*** PROVIDED DATA ***

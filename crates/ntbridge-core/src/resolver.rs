//! Direct-vs-correlated dispatch for a single logical operation.
//!
//! Every bridged operation is authored twice: once against the host's live
//! in-process session (when the process runs embedded and one is available)
//! and once as commands over the [`Correlator`]. [`TransportResolver::call`]
//! is the only place that decides which one runs.

use std::fmt;
use std::future::Future;
use std::sync::Arc;

use parking_lot::RwLock;
use tracing::{Instrument, debug, debug_span};

use crate::correlator::Correlator;
use crate::error::BridgeResult;

// =============================================================================
// SessionSlot
// =============================================================================

/// Holder for the borrowed host session handle.
///
/// The handle is owned by the host; this slot only keeps a reference while
/// the host says it is live. Absence is a normal runtime condition.
pub struct SessionSlot<S: ?Sized> {
    session: RwLock<Option<Arc<S>>>,
}

impl<S: ?Sized> SessionSlot<S> {
    /// Creates an empty slot.
    pub fn empty() -> Self {
        Self {
            session: RwLock::new(None),
        }
    }

    /// Creates a slot holding `session`.
    pub fn with(session: Arc<S>) -> Self {
        Self {
            session: RwLock::new(Some(session)),
        }
    }

    /// Makes `session` the live handle, returning the one it replaces.
    pub fn attach(&self, session: Arc<S>) -> Option<Arc<S>> {
        self.session.write().replace(session)
    }

    /// Drops the live handle.
    pub fn detach(&self) -> Option<Arc<S>> {
        self.session.write().take()
    }

    /// The live handle, if any.
    pub fn current(&self) -> Option<Arc<S>> {
        self.session.read().clone()
    }

    /// Whether a handle is attached.
    pub fn is_attached(&self) -> bool {
        self.session.read().is_some()
    }
}

impl<S: ?Sized> Default for SessionSlot<S> {
    fn default() -> Self {
        Self::empty()
    }
}

impl<S: ?Sized> fmt::Debug for SessionSlot<S> {
    fn fmt(&self, f: &mut fmt::Formatter<'_>) -> fmt::Result {
        f.debug_struct("SessionSlot")
            .field("attached", &self.is_attached())
            .finish()
    }
}

// =============================================================================
// TransportResolver
// =============================================================================

/// The path an operation took.
#[derive(Debug, Clone, Copy, PartialEq, Eq)]
pub enum TransportPath {
    /// Through the live in-process session.
    Direct,
    /// Through commands and correlated events.
    Correlated,
}

/// Picks between the direct and the correlated implementation of an
/// operation.
pub struct TransportResolver<S: ?Sized> {
    session: Arc<SessionSlot<S>>,
    correlator: Correlator,
}

impl<S: ?Sized> Clone for TransportResolver<S> {
    fn clone(&self) -> Self {
        Self {
            session: Arc::clone(&self.session),
            correlator: self.correlator.clone(),
        }
    }
}

impl<S: ?Sized + Send + Sync> TransportResolver<S> {
    /// Creates a resolver over a shared session slot.
    pub fn new(session: Arc<SessionSlot<S>>, correlator: Correlator) -> Self {
        Self {
            session,
            correlator,
        }
    }

    /// The session slot.
    pub fn session(&self) -> &Arc<SessionSlot<S>> {
        &self.session
    }

    /// The correlator used by the fallback path.
    pub fn correlator(&self) -> &Correlator {
        &self.correlator
    }

    /// The path the next call would take.
    pub fn path(&self) -> TransportPath {
        if self.session.is_attached() {
            TransportPath::Direct
        } else {
            TransportPath::Correlated
        }
    }

    /// Runs `operation` through `direct` if a session is attached, otherwise
    /// through `fallback`.
    ///
    /// The direct path gets no timeout layer: the session call is already
    /// awaitable at the host boundary. Failures from either path are returned
    /// verbatim.
    pub async fn call<T, D, DFut, F, FFut>(
        &self,
        operation: &str,
        direct: D,
        fallback: F,
    ) -> BridgeResult<T>
    where
        D: FnOnce(Arc<S>) -> DFut,
        DFut: Future<Output = BridgeResult<T>>,
        F: FnOnce(Correlator) -> FFut,
        FFut: Future<Output = BridgeResult<T>>,
    {
        let span = debug_span!("bridge_call", operation = %operation);

        let result = match self.session.current() {
            Some(session) => {
                debug!(parent: &span, path = ?TransportPath::Direct, "Dispatching operation");
                direct(session).instrument(span.clone()).await
            }
            None => {
                debug!(parent: &span, path = ?TransportPath::Correlated, "Dispatching operation");
                fallback(self.correlator.clone())
                    .instrument(span.clone())
                    .await
            }
        };

        if let Err(e) = &result {
            debug!(parent: &span, error = %e, "Operation failed");
        }
        result
    }
}

impl<S: ?Sized> fmt::Debug for TransportResolver<S> {
    fn fmt(&self, f: &mut fmt::Formatter<'_>) -> fmt::Result {
        f.debug_struct("TransportResolver")
            .field("session", &self.session)
            .field("correlator", &self.correlator)
            .finish()
    }
}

*** End of PROVIDED DATA ***

## WORK INSTRUCTIONS
Copy out every line of the data that includes "host".

## ANSWER SECTION
//! Every bridged operation is authored twice: once against the host's live
/// Holder for the borrowed host session handle.
/// The handle is owned by the host; this slot only keeps a reference while
/// the host says it is live. Absence is a normal runtime condition.
    /// awaitable at the host boundary. Failures from either path are returned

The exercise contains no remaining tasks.